Government’s measures to tackle inflation may hit growth

Experts say that the steps taken by the government to deal with inflation may have an impact on GDP growth.

New Delhi:

Economists and industry executives said India’s export duty hikes and tax cuts would hurt economic growth and increase the likelihood of a widening fiscal deficit, but would do little to bring retail prices down within the central bank’s tolerance level. reduce.

Over the past month, India’s fiscal and monetary policy has made a U-turn from being growth-focused to respecting inflation – the central bank raised the key interest rate by 40 basis points, and the government increased taxes on fuel. cutting and discouraging exports.

Sonal Verma, an analyst at Nomura, said, “The announced measures mark a tacit acceptance by the government that both fiscal and monetary policies are set to be implemented to contain inflation.”

Yet, despite government intervention, India could end up with retail inflation at least 100 basis points above its 6 per cent tolerance level, said economists at banks such as HSBC and Nomura, as key food prices are likely to rise. .

The move could hurt growth and widen the fiscal deficit by 40-50 basis points, he said, despite the central bank governor saying India’s fiscal deficit at 6.4 per cent of its GDP could The goal is likely to be achieved.

Suvodeep Rakshit of Kotak Economic Research said higher borrowing costs due to rate hikes and measures like export tax, which could slow down capital expenditure, would hurt growth prospects.

“The recent shock to growth and uncertainty over consumer demand could further propel the revival in the private investment cycle,” Rakshit said.

He kept his inflation forecast for 2022-23 unchanged at 7.2 per cent.

India imposed an export tax of 15 percent on 11 steel products and increased the tax on iron ore exports, effectively slowing exports of such products, months later prompting companies to step up capital expenditure and boost exports.

“It would discourage capital expenditure in this country. People started investing in capex, and it was not made to serve the domestic market,” VR Sharma, managing director of Jindal Steel & Power, told Reuters.

Mr Sharma said the move takes the industry away from boosting exports and helps the government achieve its $1 trillion export target by 2030, which stood at $669.65 billion in 2021-22.

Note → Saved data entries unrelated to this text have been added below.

//! Frame synchronizer: the Hunting/Framed state machine that turns the
//! demodulated bit stream into delimited packet bodies.

use tracing::{debug, warn};

use crate::framing::{FRAME_DELIMITER, SYNC_PREFIX};

/// Hunting keeps at most this many bits before trimming.
const HUNT_BUF_LIMIT: usize = 1_000;
/// Bits retained after a trim; enough to hold a sync pattern split across
/// the trim point.
const HUNT_BUF_KEEP: usize = 100;
/// Framed packet buffer cap; anything longer is a missed delimiter.
const PACKET_BUF_LIMIT: usize = 5_000;

#[derive(Debug, Clone, Copy, PartialEq, Eq)]
enum SyncState {
    /// Scanning the bit stream for the `10101010` sync pattern.
    Hunting,
    /// Consuming bytes into the packet buffer until the NUL delimiter.
    Framed,
}

pub struct FrameSync {
    state: SyncState,
    bits: Vec<bool>,
    packet_buf: Vec<u8>,
}

impl FrameSync {
    pub fn new() -> Self {
        Self {
            state: SyncState::Hunting,
            bits: Vec::new(),
            packet_buf: Vec::new(),
        }
    }

    /// Feed demodulated bits; returns any packet bodies completed by them.
    /// The synchronizer never fails: garbage resets it to hunting.
    pub fn push_bits(&mut self, incoming: &[bool]) -> Vec<Vec<u8>> {
        self.bits.extend_from_slice(incoming);
        let mut delivered = Vec::new();

        loop {
            match self.state {
                SyncState::Hunting => {
                    if let Some(pos) = find_pattern(&self.bits, &SYNC_PREFIX) {
                        self.bits.drain(..pos + SYNC_PREFIX.len());
                        self.packet_buf.clear();
                        self.state = SyncState::Framed;
                        debug!("sync pattern acquired");
                    } else {
                        if self.bits.len() > HUNT_BUF_LIMIT {
                            let cut = self.bits.len() - HUNT_BUF_KEEP;
                            self.bits.drain(..cut);
                        }
                        break;
                    }
                }
                SyncState::Framed => {
                    if self.bits.len() < 8 {
                        break;
                    }
                    let byte = self
                        .bits
                        .drain(..8)
                        .fold(0u8, |acc, bit| acc << 1 | bit as u8);
                    if byte == FRAME_DELIMITER {
                        if !self.packet_buf.is_empty() {
                            delivered.push(std::mem::take(&mut self.packet_buf));
                        }
                        self.state = SyncState::Hunting;
                    } else {
                        self.packet_buf.push(byte);
                        if self.packet_buf.len() > PACKET_BUF_LIMIT {
                            warn!(
                                len = self.packet_buf.len(),
                                "packet buffer overflow, resynchronizing"
                            );
                            self.packet_buf.clear();
                            self.state = SyncState::Hunting;
                        }
                    }
                }
            }
        }

        delivered
    }

    /// Drop all buffered state and return to hunting.
    pub fn reset(&mut self) {
        self.state = SyncState::Hunting;
        self.bits.clear();
        self.packet_buf.clear();
    }
}

impl Default for FrameSync {
    fn default() -> Self {
        Self::new()
    }
}

fn find_pattern(bits: &[bool], pattern: &[bool]) -> Option<usize> {
    if bits.len() < pattern.len() {
        return None;
    }
    bits.windows(pattern.len()).position(|w| w == pattern)
}
impl ReceiverSession {
    pub fn new(profile: Profile, calibration: &CalibrationResult) -> Result<Self> {
        Ok(Self {
            demod: Demodulator::new(profile, calibration)?,
            state: ReceiverState::WaitingMeta,
            metadata: None,
            chunks: HashMap::new(),
            bytes_received: 0,
            started: Instant::now(),
            outcome: None,
            events: None,
            stop: Arc::new(AtomicBool::new(false)),
        })
    }

    pub fn with_events(mut self, events: Sender<SessionEvent>) -> Self {
        self.events = Some(events);
        self
    }

    /// Flag checked between ticks; once set, further input is ignored and no
    /// partial artifact is ever surfaced.
    pub fn stop_handle(&self) -> Arc<AtomicBool> {
        Arc::clone(&self.stop)
    }

    pub fn is_done(&self) -> bool {
        self.state == ReceiverState::Done
    }

    pub fn outcome(&self) -> Option<&TransferOutcome> {
        self.outcome.as_ref()
    }

    pub fn take_outcome(&mut self) -> Option<TransferOutcome> {
        self.outcome.take()
    }

    pub fn last_snr_db(&self) -> Option<f32> {
        self.demod.last_snr_db()
    }

    /// Decoded payload bytes per second since the session started.
    pub fn transfer_rate(&self) -> f32 {
        let elapsed = self.started.elapsed().as_secs_f32();
        if elapsed > 0.0 {
            self.bytes_received as f32 / elapsed
        } else {
            0.0
        }
    }

    /// One host spectrum tick (FSK profiles).
    pub fn push_spectrum(&mut self, frame: &SpectrumFrame) -> Result<()> {
        if self.halted() {
            return Ok(());
        }
        for packet in self.demod.push_spectrum(frame)? {
            self.handle_packet(packet);
        }
        Ok(())
    }

    /// Raw PCM ingress (any profile).
    pub fn push_samples(&mut self, samples: &[f32]) -> Result<()> {
        if self.halted() {
            return Ok(());
        }
        for packet in self.demod.push_samples(samples)? {
            self.handle_packet(packet);
        }
        Ok(())
    }

    /// Abandon the session; any partially collected transfer is discarded.
    pub fn cancel(&mut self) {
        self.stop.store(true, Ordering::Relaxed);
        if self.state != ReceiverState::Done {
            info!("receive session canceled");
            self.state = ReceiverState::Done;
            self.chunks.clear();
            self.metadata = None;
        }
    }

    fn halted(&self) -> bool {
        self.stop.load(Ordering::Relaxed) || self.state == ReceiverState::Done
    }

    fn handle_packet(&mut self, packet: Packet) {
        match packet {
            Packet::Meta(metadata) => self.handle_meta(metadata),
            Packet::Data { index, payload } => self.handle_data(index, &payload),
            Packet::End { reason } => self.handle_end(&reason),
        }
    }

    fn handle_meta(&mut self, metadata: FileMetadata) {
        match self.state {
            ReceiverState::WaitingMeta => {
                info!(
                    filename = %metadata.filename,
                    size = metadata.size,
                    chunks = metadata.chunks,
                    compressed = metadata.compressed,
                    "transfer announced"
                );
                self.metadata = Some(metadata);
                self.state = ReceiverState::Receiving;
            }
            _ => debug!("duplicate META ignored"),
        }
    }

    fn handle_data(&mut self, index: u32, payload: &str) {
        if self.state != ReceiverState::Receiving {
            warn!(index, "DATA before META dropped");
            return;
        }
        let (expected, encoding) = match &self.metadata {
            Some(metadata) => (metadata.chunks, metadata.encoding),
            None => return,
        };
        if index >= expected {
            warn!(index, expected, "chunk index out of range");
            return;
        }
        if self.chunks.contains_key(&index) {
            debug!(index, "duplicate chunk ignored");
            return;
        }
        let decoded = match encoding.decode(payload) {
            Ok(decoded) => decoded,
            Err(e) => {
                warn!(index, error = %e, "undecodable chunk payload dropped");
                return;
            }
        };
        self.bytes_received += decoded.len();
        self.chunks.insert(index, decoded);
        debug!(
            index,
            received = self.chunks.len(),
            expected,
            rate = self.transfer_rate(),
            "chunk stored"
        );
        emit(&self.events, SessionEvent::ChunkReceived { index });
    }

    fn handle_end(&mut self, reason: &str) {
        let metadata = match self.metadata.take() {
            Some(metadata) => metadata,
            None => {
                warn!(reason, "END without a transfer in progress");
                return;
            }
        };
        if self.chunks.is_empty() && metadata.chunks > 0 {
            // Nothing arrived; keep waiting in case this END was stray.
            self.metadata = Some(metadata);
            return;
        }
        debug!(reason, "transfer end marker");
        self.reassemble(metadata);
        self.state = ReceiverState::Done;
    }

    fn reassemble(&mut self, metadata: FileMetadata) {
        let mut assembled = Vec::with_capacity(metadata.size as usize);
        let mut missing = Vec::new();
        for index in 0..metadata.chunks {
            match self.chunks.get(&index) {
                Some(chunk) => assembled.extend_from_slice(chunk),
                None => {
                    warn!(index, "chunk missing at reassembly");
                    missing.push(index);
                }
            }
        }

        let checksum = codec::checksum16(&assembled);
        let crc = codec::crc16(&assembled);
        let mut integrity = if checksum == metadata.checksum && crc == metadata.crc {
            IntegrityStatus::Verified
        } else {
            IntegrityStatus::Mismatch
        };

        let data = if metadata.compressed {
            match codec::decompress(&assembled) {
                Ok(data) => data,
                Err(e) => {
                    warn!(error = %e, "decompression failed, discarding transfer");
                    emit(
                        &self.events,
                        SessionEvent::Error {
                            kind: "corrupt_stream".to_string(),
                            message: e.to_string(),
                        },
                    );
                    return;
                }
            }
        } else {
            assembled
        };
        if data.len() as u64 != metadata.original_size {
            integrity = IntegrityStatus::Mismatch;
        }

        info!(
            filename = %metadata.filename,
            bytes = data.len(),
            missing = missing.len(),
            verified = integrity == IntegrityStatus::Verified,
            "transfer reassembled"
        );
        emit(
            &self.events,
            SessionEvent::TransferDone {
                metadata: metadata.clone(),
                integrity,
            },
        );
        self.outcome = Some(TransferOutcome {
            data,
            metadata,
            integrity,
            missing_chunks: missing,
        });
    }
}
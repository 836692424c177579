use thiserror::Error;

#[derive(Debug, Error)]
pub enum ToneLinkError {
    #[error("no frequency band fits {channels} channels at {spacing_hz} Hz spacing")]
    NoViableBand { channels: usize, spacing_hz: u32 },

    #[error("corrupt compressed stream: {0}")]
    CorruptStream(&'static str),

    #[error("packet parse error: {0}")]
    PacketParse(String),

    #[error("chunk index {0} exceeds the protocol limit")]
    ChunkIndexOutOfRange(u32),

    #[error("demodulator packet buffer overflow")]
    BufferOverflow,

    #[error("transfer canceled")]
    Canceled,

    #[error("invalid configuration: {0}")]
    InvalidConfig(String),

    #[error("insufficient data")]
    InsufficientData,
}

pub type Result<T> = std::result::Result<T, ToneLinkError>;
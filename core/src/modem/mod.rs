//! The modem: bits to audio samples and microphone spectra back to bits,
//! plus the frame synchronizer that sits between raw bits and packets.

pub mod demodulator;
pub mod modulator;
pub mod sync;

A basket of iron and steel products registered the second highest rate of growth among all major commodities, and accounted for 7.5 per cent of all exports, during the year ended March 2022.

Christian de Guzman of Moody’s Investor Service said the government’s earlier move to ban wheat exports would also hurt exports and growth.

sticky inflation

To revive the pandemic-hit economy, the government had planned to spend Rs 7.5 lakh crore ($96.61 billion) in infrastructure in 2022-23, which began on April 1.

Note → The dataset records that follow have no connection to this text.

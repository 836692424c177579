//! Spectra and samples back to packets.
//!
//! Two ingress paths share one frame synchronizer. The spectrum path is the
//! live microphone pipeline: one byte-magnitude frame per ~50 ms tick,
//! FSK-decided per channel by comparing the two deviation bins. The sample
//! path consumes raw PCM one symbol window at a time and recovers any scheme
//! by I/Q correlation against each carrier, which is what the phase
//! modulations require (a magnitude spectrum cannot carry phase).

use std::f32::consts::TAU;

use tracing::warn;

use crate::calibration::CalibrationResult;
use crate::error::{Result, ToneLinkError};
use crate::modem::sync::FrameSync;
use crate::packet::Packet;
use crate::profile::{ModulationScheme, Profile};
use crate::spectrum::{byte_to_amplitude, byte_to_db, freq_to_bin, SpectrumFrame};
use crate::{FSK_DEVIATION_HZ, SAMPLE_RATE, SIGNAL_THRESHOLD};

pub struct Demodulator {
    profile: Profile,
    carriers: Vec<f32>,
    sync: FrameSync,
    sample_buf: Vec<f32>,
    grid_locked: bool,
    last_snr_db: Option<f32>,
}

impl Demodulator {
    pub fn new(profile: Profile, calibration: &CalibrationResult) -> Result<Self> {
        if calibration.carriers.len() != profile.num_channels {
            return Err(ToneLinkError::InvalidConfig(format!(
                "calibration has {} carriers but profile '{}' needs {}",
                calibration.carriers.len(),
                profile.name,
                profile.num_channels
            )));
        }
        Ok(Self {
            profile,
            carriers: calibration.carriers.clone(),
            sync: FrameSync::new(),
            sample_buf: Vec::new(),
            grid_locked: false,
            last_snr_db: None,
        })
    }

    pub fn profile(&self) -> &Profile {
        &self.profile
    }

    /// Reception quality from the most recent decided slot, as
    /// `20*log10(carrier / between-carrier)` over the observed magnitudes.
    pub fn last_snr_db(&self) -> Option<f32> {
        self.last_snr_db
    }

    /// One spectrum tick. FSK only: per channel the two deviation bins are
    /// compared; a channel whose stronger bin is below the detection
    /// threshold is silent and skipped. A tick with no active channel is
    /// discarded; otherwise its bits enter the synchronizer in ascending
    /// channel order.
    pub fn push_spectrum(&mut self, frame: &SpectrumFrame) -> Result<Vec<Packet>> {
        if self.profile.scheme != ModulationScheme::Fsk {
            return Err(ToneLinkError::InvalidConfig(format!(
                "profile '{}' is phase-modulated; feed raw samples instead of spectra",
                self.profile.name
            )));
        }

        let mut slot_bits = Vec::with_capacity(self.carriers.len());
        let mut signal_bytes = Vec::with_capacity(self.carriers.len());
        for &carrier in &self.carriers {
            let low = frame.bin(freq_to_bin(carrier - FSK_DEVIATION_HZ));
            let high = frame.bin(freq_to_bin(carrier + FSK_DEVIATION_HZ));
            let strongest = low.max(high);
            if strongest < SIGNAL_THRESHOLD {
                continue;
            }
            signal_bytes.push(strongest);
            slot_bits.push(high > low);
        }

        if slot_bits.is_empty() {
            return Ok(Vec::new());
        }
        self.update_snr_from_spectrum(frame, &signal_bytes);
        Ok(self.collect_packets(&slot_bits))
    }

    /// Buffered raw-sample ingress. The first signal onset locks the symbol
    /// slot grid (the transmission leads with a chord that starts at peak
    /// amplitude); from then on whole windows are consumed back-to-back, so
    /// the sender's slot-aligned silences keep the grid intact across
    /// inter-packet gaps. Windows below the detection floor decide nothing.
    pub fn push_samples(&mut self, samples: &[f32]) -> Result<Vec<Packet>> {
        self.sample_buf.extend_from_slice(samples);
        let sps = self.profile.samples_per_symbol();
        let min_amplitude = byte_to_amplitude(SIGNAL_THRESHOLD);
        let mut packets = Vec::new();

        if !self.grid_locked {
            match self
                .sample_buf
                .iter()
                .position(|s| s.abs() > min_amplitude)
            {
                Some(onset) => {
                    self.sample_buf.drain(..onset);
                    self.grid_locked = true;
                }
                None => {
                    self.sample_buf.clear();
                    return Ok(packets);
                }
            }
        }

        while self.sample_buf.len() >= sps {
            let window: Vec<f32> = self.sample_buf.drain(..sps).collect();
            let rms = (window.iter().map(|s| s * s).sum::<f32>() / sps as f32).sqrt();
            if rms < min_amplitude {
                continue;
            }
            let slot_bits = self.demodulate_window(&window, min_amplitude);
            if !slot_bits.is_empty() {
                packets.extend(self.collect_packets(&slot_bits));
            }
        }

        Ok(packets)
    }

    /// Decide one symbol window. Bits are emitted in deinterleave order: for
    /// each bit position, each channel in ascending index, which restores the
    /// sender's round-robin bit order (and degenerates to plain channel order
    /// for FSK).
    fn demodulate_window(&mut self, window: &[f32], min_amplitude: f32) -> Vec<bool> {
        let scheme = self.profile.scheme;
        let bits_per_symbol = scheme.bits_per_symbol();
        let mut symbols = Vec::with_capacity(self.carriers.len());
        let mut signal_sum = 0.0f32;

        for &carrier in &self.carriers {
            match scheme {
                ModulationScheme::Fsk => {
                    let (low, _) = iq_correlate(window, carrier - FSK_DEVIATION_HZ);
                    let (high, _) = iq_correlate(window, carrier + FSK_DEVIATION_HZ);
                    let strongest = low.max(high);
                    if strongest < min_amplitude {
                        continue;
                    }
                    signal_sum += strongest;
                    symbols.push((high > low) as u8);
                }
                ModulationScheme::Qpsk | ModulationScheme::Psk8 => {
                    let (magnitude, phase) = iq_correlate(window, carrier);
                    if magnitude < min_amplitude {
                        continue;
                    }
                    signal_sum += magnitude;
                    let states = scheme.states() as i64;
                    let step = TAU / states as f32;
                    let index = ((phase / step).round() as i64).rem_euclid(states) as u8;
                    symbols.push(index);
                }
            }
        }

        if symbols.is_empty() {
            return Vec::new();
        }
        self.update_snr_from_window(window, signal_sum / symbols.len() as f32);

        let mut bits = Vec::with_capacity(symbols.len() * bits_per_symbol);
        for position in 0..bits_per_symbol {
            for &value in &symbols {
                bits.push((value >> (bits_per_symbol - 1 - position)) & 1 == 1);
            }
        }
        bits
    }

    fn collect_packets(&mut self, bits: &[bool]) -> Vec<Packet> {
        self.sync
            .push_bits(bits)
            .into_iter()
            .filter_map(|body| match Packet::parse(&body) {
                Ok(packet) => Some(packet),
                Err(e) => {
                    warn!(error = %e, "dropping undecodable packet body");
                    None
                }
            })
            .collect()
    }

    fn update_snr_from_spectrum(&mut self, frame: &SpectrumFrame, signal_bytes: &[u8]) {
        let signal_db = signal_bytes
            .iter()
            .map(|&byte| byte_to_db(byte))
            .sum::<f32>()
            / signal_bytes.len() as f32;
        let noise_db = self
            .midpoints()
            .map(|freq| byte_to_db(frame.bin(freq_to_bin(freq))))
            .sum::<f32>()
            / (self.carriers.len() - 1) as f32;
        self.last_snr_db = Some(signal_db - noise_db);
    }

    fn update_snr_from_window(&mut self, window: &[f32], mean_signal: f32) {
        let midpoints: Vec<f32> = self.midpoints().collect();
        let noise = midpoints
            .iter()
            .map(|&freq| iq_correlate(window, freq).0)
            .sum::<f32>()
            / midpoints.len() as f32;
        let snr = 20.0 * (mean_signal.max(1e-9) / noise.max(1e-9)).log10();
        self.last_snr_db = Some(snr);
    }

    fn midpoints(&self) -> impl Iterator<Item = f32> + '_ {
        self.carriers
            .windows(2)
            .map(|pair| (pair[0] + pair[1]) / 2.0)
    }
}

/// Correlate a window against `cos`/`sin` at the given frequency. For an
/// input `A*cos(2*pi*f*t + phi)` spanning the window this returns `(A, phi)`;
/// the carrier comb is spaced so that whole symbol windows hold an integer
/// number of cycles of every carrier and deviation, making the correlators
/// mutually orthogonal.
fn iq_correlate(window: &[f32], freq_hz: f32) -> (f32, f32) {
    let step = TAU * freq_hz / SAMPLE_RATE as f32;
    let mut i_sum = 0.0f64;
    let mut q_sum = 0.0f64;
    for (n, &sample) in window.iter().enumerate() {
        let angle = step * n as f32;
        i_sum += (sample * angle.cos()) as f64;
        q_sum += (sample * angle.sin()) as f64;
    }
    let scale = 2.0 / window.len() as f64;
    let i = (i_sum * scale) as f32;
    let q = (q_sum * scale) as f32;
    let magnitude = (i * i + q * q).sqrt();
    let mut phase = (-q).atan2(i);
    if phase < 0.0 {
        phase += TAU;
    }
    (magnitude, phase)
}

But after retail and wholesale inflation hit a multi-year high in April, the government cut taxes on petrol and diesel, affecting revenues of Rs 1 lakh crore, and a loss of Rs 2 lakh crore as the situation worsened. Will happen.

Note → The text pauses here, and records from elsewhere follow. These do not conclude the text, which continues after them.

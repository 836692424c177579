//! Spectrum frames and the reference analyzer.
//!
//! The receive side of the protocol is defined over 4096-bin byte-magnitude
//! spectra produced by the host's audio pipeline (8192-point FFT of mono
//! 44.1 kHz PCM, 0.3 smoothing, dB-mapped to 0-255). This module carries the
//! frame type plus an equivalent analyzer used by the CLI and by tests to
//! synthesize those frames from raw samples.

use std::sync::Arc;

use realfft::num_complex::Complex;
use realfft::{RealFftPlanner, RealToComplex};

use crate::error::{Result, ToneLinkError};
use crate::{
    FFT_SIZE, MAX_DECIBELS, MIN_DECIBELS, SAMPLE_RATE, SMOOTHING_TIME_CONSTANT, SPECTRUM_BINS,
};

/// One magnitude spectrum tick: 4096 byte magnitudes, DC upward.
#[derive(Debug, Clone)]
pub struct SpectrumFrame {
    bins: Vec<u8>,
}

impl SpectrumFrame {
    pub fn new(bins: Vec<u8>) -> Result<Self> {
        if bins.len() != SPECTRUM_BINS {
            return Err(ToneLinkError::InvalidConfig(format!(
                "spectrum frame must have {} bins, got {}",
                SPECTRUM_BINS,
                bins.len()
            )));
        }
        Ok(Self { bins })
    }

    pub fn bin(&self, index: usize) -> u8 {
        self.bins[index]
    }

    pub fn bins(&self) -> &[u8] {
        &self.bins
    }
}

/// Index of the FFT bin whose center is nearest to `freq_hz`.
pub fn freq_to_bin(freq_hz: f32) -> usize {
    (freq_hz * FFT_SIZE as f32 / SAMPLE_RATE as f32).round() as usize
}

/// Center frequency of bin `index` in Hz.
pub fn bin_to_freq(index: usize) -> f32 {
    index as f32 * SAMPLE_RATE as f32 / FFT_SIZE as f32
}

/// Map a linear tone amplitude to the byte magnitude scale: decibels clamped
/// to [MIN_DECIBELS, MAX_DECIBELS] and spread over 0-255.
pub fn amplitude_to_byte(amplitude: f32) -> u8 {
    let db = 20.0 * amplitude.max(1e-12).log10();
    let scaled = (db - MIN_DECIBELS) / (MAX_DECIBELS - MIN_DECIBELS) * 255.0;
    scaled.clamp(0.0, 255.0).round() as u8
}

/// Linear amplitude corresponding to a byte magnitude; inverse of
/// [`amplitude_to_byte`]. Used to apply the byte-scale detection threshold to
/// time-domain correlation magnitudes.
pub fn byte_to_amplitude(byte: u8) -> f32 {
    10f32.powf(byte_to_db(byte) / 20.0)
}

pub fn byte_to_db(byte: u8) -> f32 {
    MIN_DECIBELS + byte as f32 / 255.0 * (MAX_DECIBELS - MIN_DECIBELS)
}

/// Reference spectrum analyzer matching the normative host FFT: Hann-windowed
/// 8192-point real FFT with exponential smoothing (time constant 0.3) and the
/// dB byte mapping above. Amplitudes are normalized by the window sum so a
/// unit-amplitude tone reads as amplitude 1.0 regardless of how many samples
/// the caller hands in (shorter blocks are zero-padded).
pub struct SpectrumAnalyzer {
    fft: Arc<dyn RealToComplex<f32>>,
    input: Vec<f32>,
    output: Vec<Complex<f32>>,
    smoothed: Vec<f32>,
}

impl SpectrumAnalyzer {
    pub fn new() -> Self {
        let mut planner = RealFftPlanner::<f32>::new();
        let fft = planner.plan_fft_forward(FFT_SIZE);
        let input = fft.make_input_vec();
        let output = fft.make_output_vec();
        Self {
            fft,
            input,
            output,
            smoothed: vec![0.0; SPECTRUM_BINS],
        }
    }

    /// Analyze one block of mono samples into a spectrum frame. Blocks longer
    /// than the FFT size are truncated; shorter blocks are zero-padded.
    pub fn analyze(&mut self, samples: &[f32]) -> SpectrumFrame {
        let n = samples.len().min(FFT_SIZE);
        let mut window_sum = 0.0f32;
        self.input.fill(0.0);
        if n > 1 {
            let scale = std::f32::consts::TAU / (n - 1) as f32;
            for i in 0..n {
                let w = 0.5 * (1.0 - (scale * i as f32).cos());
                self.input[i] = samples[i] * w;
                window_sum += w;
            }
        } else if n == 1 {
            self.input[0] = samples[0];
            window_sum = 1.0;
        }

        self.fft
            .process(&mut self.input, &mut self.output)
            .expect("fft buffers are planner-sized");

        let norm = if window_sum > 0.0 { 2.0 / window_sum } else { 0.0 };
        let tau = SMOOTHING_TIME_CONSTANT;
        let mut bins = Vec::with_capacity(SPECTRUM_BINS);
        for (k, smoothed) in self.smoothed.iter_mut().enumerate() {
            let amplitude = self.output[k].norm() * norm;
            *smoothed = tau * *smoothed + (1.0 - tau) * amplitude;
            bins.push(amplitude_to_byte(*smoothed));
        }
        SpectrumFrame { bins }
    }

    /// Forget the smoothing history, as if the analyzer had just started.
    pub fn reset(&mut self) {
        self.smoothed.fill(0.0);
    }
}

impl Default for SpectrumAnalyzer {
    fn default() -> Self {
        Self::new()
    }
}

The cost of fighting inflation could be around 8 per cent of the total expenditure planned for the current fiscal.

Petrol weighing 2.2 per cent in the consumer price inflation basket, while diesel weighing 0.15 per cent, is much lower, and economists say it will not affect retail inflation lowering by more than 50 basis points in the coming months.

Economists expect an upside risk to inflation due to rise in food prices and electricity rates and higher input costs for firms to compensate for the measures taken by the government.

“Higher food inflation, pending hike in electricity rates, continued passing of higher input costs from firms to consumers and other second round effects are likely to drive inflation higher,” said Ms. Verma of Nomura.

(Except for the title, this story has not been edited by NDTV staff and is published from a syndicated feed.)